Но Терция уже не слушала их. Они свободны и могут позаботиться о себе, – больше не стоит о них думать. Ее волновало то, что происходит все эти дни – непонятные природные явления, внезапные изменения погоды. Сервий тоже показывал ей черное облако над горой. Но где же он сам? Она не могла сейчас сосредоточиться ни на чем, кроме него. Что с ним? Она вспомнила, что ночью ложе как будто дрожало, и слышался отдаленный гул. У Терции был отменный крепкий сон, и она так и не проснулась окончательно, а утром решила, что ей все приснилось. Напрасно она не придала значения тому, что ее любимая ваза, оставленная на краю столика, ночью упала и разбилась. Неужели Сервий ничего не замечает? Почему он не дает знать о себе?
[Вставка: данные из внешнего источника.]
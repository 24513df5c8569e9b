use serde::{Deserialize, Serialize};
use std::fmt;
use std::str::FromStr;

use crate::error::CollabError;

/// Which editor a channel belongs to
#[derive(Serialize, Deserialize, Copy, Clone, Debug, PartialEq, Eq, Hash)]
#[serde(rename_all = "lowercase")]
pub enum ChannelKind {
    Idea,
    BlockNote,
}

impl ChannelKind {
    fn prefix(self) -> &'static str {
        match self {
            ChannelKind::Idea => "idea",
            ChannelKind::BlockNote => "blocknote",
        }
    }
}

/// Name of the pub/sub topic scoping one document: `idea-<id>` or `blocknote-<id>`
#[derive(Clone, Debug, PartialEq, Eq, Hash)]
pub struct ChannelName {
    kind: ChannelKind,
    doc_id: String,
}

impl ChannelName {
    pub fn new(kind: ChannelKind, doc_id: &str) -> Result<Self, CollabError> {
        if doc_id.is_empty()
            || !doc_id
                .chars()
                .all(|c| c.is_ascii_alphanumeric() || c == '-' || c == '_')
        {
            return Err(CollabError::InvalidChannel(format!("{}-{}", kind.prefix(), doc_id)));
        }
        Ok(Self {
            kind,
            doc_id: doc_id.to_string(),
        })
    }

    pub fn idea(doc_id: &str) -> Result<Self, CollabError> {
        Self::new(ChannelKind::Idea, doc_id)
    }

    pub fn blocknote(doc_id: &str) -> Result<Self, CollabError> {
        Self::new(ChannelKind::BlockNote, doc_id)
    }

    pub fn kind(&self) -> ChannelKind {
        self.kind
    }

    pub fn doc_id(&self) -> &str {
        &self.doc_id
    }
}

impl fmt::Display for ChannelName {
    fn fmt(&self, f: &mut fmt::Formatter<'_>) -> fmt::Result {
        write!(f, "{}-{}", self.kind.prefix(), self.doc_id)
    }
}

impl FromStr for ChannelName {
    type Err = CollabError;

    fn from_str(s: &str) -> Result<Self, Self::Err> {
        let (prefix, doc_id) = s
            .split_once('-')
            .ok_or_else(|| CollabError::InvalidChannel(s.to_string()))?;
        let kind = match prefix {
            "idea" => ChannelKind::Idea,
            "blocknote" => ChannelKind::BlockNote,
            _ => return Err(CollabError::InvalidChannel(s.to_string())),
        };
        Self::new(kind, doc_id)
    }
}

#[cfg(test)]
mod tests {
    use super::*;

    #[test]
    fn parses_both_channel_kinds() {
        let idea: ChannelName = "idea-42".parse().unwrap();
        assert_eq!(idea.kind(), ChannelKind::Idea);
        assert_eq!(idea.doc_id(), "42");

        // Ids may contain dashes themselves, e.g. uuids
        let note: ChannelName = "blocknote-6f1c-aa_9".parse().unwrap();
        assert_eq!(note.kind(), ChannelKind::BlockNote);
        assert_eq!(note.doc_id(), "6f1c-aa_9");
        assert_eq!(note.to_string(), "blocknote-6f1c-aa_9");
    }

    #[test]
    fn rejects_unknown_prefix_and_bad_ids() {
        assert!("doc-1".parse::<ChannelName>().is_err());
        assert!("idea-".parse::<ChannelName>().is_err());
        assert!("idea".parse::<ChannelName>().is_err());
        assert!("idea-a/b".parse::<ChannelName>().is_err());
    }
}
use axum::{http::StatusCode, Json};
use serde::{Deserialize, Serialize};
use utoipa::ToSchema;

/// Response for an error
#[derive(Serialize, Deserialize, ToSchema)]
pub struct ErrorResponse {
    pub code: u16,
    pub status: String,
    pub error: String,
}

impl ErrorResponse {
    /// Error body paired with its status, ready to return from a handler
    pub fn reply(status: StatusCode, error: impl Into<String>) -> (StatusCode, Json<ErrorResponse>) {
        (
            status,
            Json(ErrorResponse {
                code: status.as_u16(),
                status: status.to_string(),
                error: error.into(),
            }),
        )
    }
}
//! Data-driven corrections for known historical results.
//!
//! A handful of external heights carry compatibility fixes: scores that
//! must differ from what the calculator produces, agreed upon when the
//! upstream system patched past mistakes. Those live in a correction
//! table keyed by height -- data, not inline conditionals -- so the next
//! one-off patch is a table entry, never a core code change.

use std::collections::BTreeMap;

use rust_decimal::Decimal;

use quorum_types::{ElectionResult, Height};

/// Applies per-height compatibility fixes to a freshly-calculated result.
pub trait ResultCorrector: Send + Sync {
    /// Adjust `result` in place if `height` carries corrections.
    fn correct(&self, height: Height, result: &mut ElectionResult);
}

/// The identity corrector.
#[derive(Debug, Clone, Copy, Default)]
pub struct NoCorrections;

impl ResultCorrector for NoCorrections {
    fn correct(&self, _height: Height, _result: &mut ElectionResult) {}
}

/// A correction table overriding specific delegates' scores at specific
/// heights. Delegates are re-ranked after the overrides apply.
#[derive(Debug, Clone, Default)]
pub struct ScoreOverrides {
    overrides: BTreeMap<Height, Vec<(String, Decimal)>>,
}

impl ScoreOverrides {
    /// An empty table.
    pub const fn new() -> Self {
        Self {
            overrides: BTreeMap::new(),
        }
    }

    /// Add one override: at `height`, the named delegate's score becomes
    /// `score`.
    #[must_use]
    pub fn with_override(mut self, height: Height, name: &str, score: Decimal) -> Self {
        self.overrides
            .entry(height)
            .or_default()
            .push((name.to_owned(), score));
        self
    }

    /// Number of heights carrying at least one override.
    pub fn corrected_heights(&self) -> usize {
        self.overrides.len()
    }
}

impl ResultCorrector for ScoreOverrides {
    fn correct(&self, height: Height, result: &mut ElectionResult) {
        let Some(entries) = self.overrides.get(&height) else {
            return;
        };
        let mut touched = false;
        for (name, score) in entries {
            if let Some(delegate) = result.delegates.iter_mut().find(|d| &d.name == name) {
                tracing::info!(height, name, %score, "Applying historical score override");
                delegate.score = *score;
                touched = true;
            }
        }
        if touched {
            // Re-rank; overridden scores are distinct by construction, so
            // the name fallback keeps the order total.
            result
                .delegates
                .sort_by(|a, b| b.score.cmp(&a.score).then_with(|| a.name.cmp(&b.name)));
        }
    }
}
Мелькнула мысль, что он поддался всеобщему страху, забыл о ней, бросил все и решил спасать свою жизнь. Может, отплыл в море на каком-нибудь судне? Это было невероятно. Терция отказалась от этих предположений, как от абсурдных. Сервий забывал о себе, когда был рядом с ней. Он готов на все ради нее, – если бы могло возникнуть малейшее сомнение по этому поводу, он бы не приблизился к Терции на полет стрелы. «На что он готов ради меня» – было основной меркой, с которой она начинала свои отношения с мужчиной. И мерка эта была невероятно высокой и жесткой.